Beginner question

Positional Chess just means put your pieces in advantageous positions, i.e. rooks and bishops on open files or diagonals funding outpost for your knights, finding safe place for the King, as well as good pawn structure or placing your piece in optimal according placement to the pawns
Development and space control
Tactics are captures, combinations and mates

Good Positional Chess, Planning & Strategy Books for Beginners and Beyond...
https://www.chess.com/blog/RussBell/introduction-to-positional-chess-planning-strategy

Not playing gambits, aggressive over extending your pawns, and dubious openings.
Maybe that's how I play. Sorry OP, if this is irrelevant.
"Positional play is prophylaxis" - Nimzovich
https://usuaris.tinet.cat/bttt/escacs/nimzowitsch%20-%20my%20system.pdf

"Positional play is prophylaxis" - Nimzovich
https://usuaris.tinet.cat/bttt/escacs/nimzowitsch%20-%20my%20system.pdf
That doesn't even make sense

It means looking for nice places for your pieces.
To positional advantages belongs things like controlling the center of the board, controlling bigger part of the board so your pieces would have more space for maneuver. Having better pawns structure without weak pawns and without some weak holes what could your opponent use as a springboard for his pieces. Overall having active pieces what do attack something or control some important squeres.
It all sounds as a vague description but if you learn how to use weaknesses in the opponent's structere to place your pieces well then you have more oportunities to use some tactics to win some material.
Positional chess is very vast. It can involve big words like planning, strategy, initiative, et cetera. But it all boils down to these two questions you can ask yourself. "What is my advantage in this position, and how can I make use of it?" Doing this, you inadvertently create a plan, something many chess players struggle with.
Above is a random custom position I came up with. White to move has quite a few pieces pointing at Black's weak king, so g4 could be in order. After g4, White notices he has a nice square on d6 for his knight, so he can play Ne4 and put it there.
Black to move has a material advantage (he's an exchange up) and when you are up material you should trade pieces. So Nxc3! bxc5 Qd5! forces a queen trade and Black is simply winning.

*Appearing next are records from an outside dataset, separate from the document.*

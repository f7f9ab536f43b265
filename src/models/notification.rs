use chrono::{DateTime, Utc};
use serde::{Deserialize, Serialize};
use std::fmt;

use crate::core::{NotificationId, PostId, UserId};
use crate::error::{AppError, AppResult};

#[derive(Debug, Clone, Copy, PartialEq, Eq, Hash, Serialize, Deserialize)]
#[serde(rename_all = "snake_case")]
pub enum NotificationKind {
    Like,
    Comment,
    FriendRequest,
    Follow,
}

impl NotificationKind {
    pub const ALL: [NotificationKind; 4] = [
        NotificationKind::Like,
        NotificationKind::Comment,
        NotificationKind::FriendRequest,
        NotificationKind::Follow,
    ];

    pub fn as_str(&self) -> &'static str {
        match self {
            NotificationKind::Like => "like",
            NotificationKind::Comment => "comment",
            NotificationKind::FriendRequest => "friend_request",
            NotificationKind::Follow => "follow",
        }
    }

    pub fn parse(value: &str) -> AppResult<Self> {
        Self::ALL
            .into_iter()
            .find(|kind| kind.as_str() == value)
            .ok_or_else(|| AppError::Internal(format!("Unknown notification kind '{}'", value)))
    }
}

impl fmt::Display for NotificationKind {
    fn fmt(&self, f: &mut fmt::Formatter<'_>) -> fmt::Result {
        f.write_str(self.as_str())
    }
}

#[derive(Debug, Clone, PartialEq, Eq, Serialize, Deserialize)]
pub struct Notification {
    pub id: NotificationId,
    pub recipient: UserId,
    pub actor: UserId,
    pub kind: NotificationKind,
    pub post_id: Option<PostId>,
    pub is_read: bool,
    pub created_at: DateTime<Utc>,
}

"Positional chess is playing the whole game thinking about how the endgame is gonna be."
That covers a lot of it!
For example, ensuring that your pawns are on opposite colors of the bishop you end up with is an example of positional play.
Pawn structures with a knight can also be advantageous in a knight vs bishop endgame.
Keeping the bishop pair in an open position is another example of a positional strategy.
This goes very deep.
All in all it means that you consider the entire state of the board at all times, and not just short-term gains. In that sense, yes, positional chess is much more prophylactic.
It's like a war; rather than targeting a single platoon or focusing on one tactical sequence, you are aware of what's going on in all sections of the battlefield.
The entire game sort of feels like an army of spiders slowly creeping up on the enemy king, constricting his space until he runs out of breath. Rather than going for that devastating blow.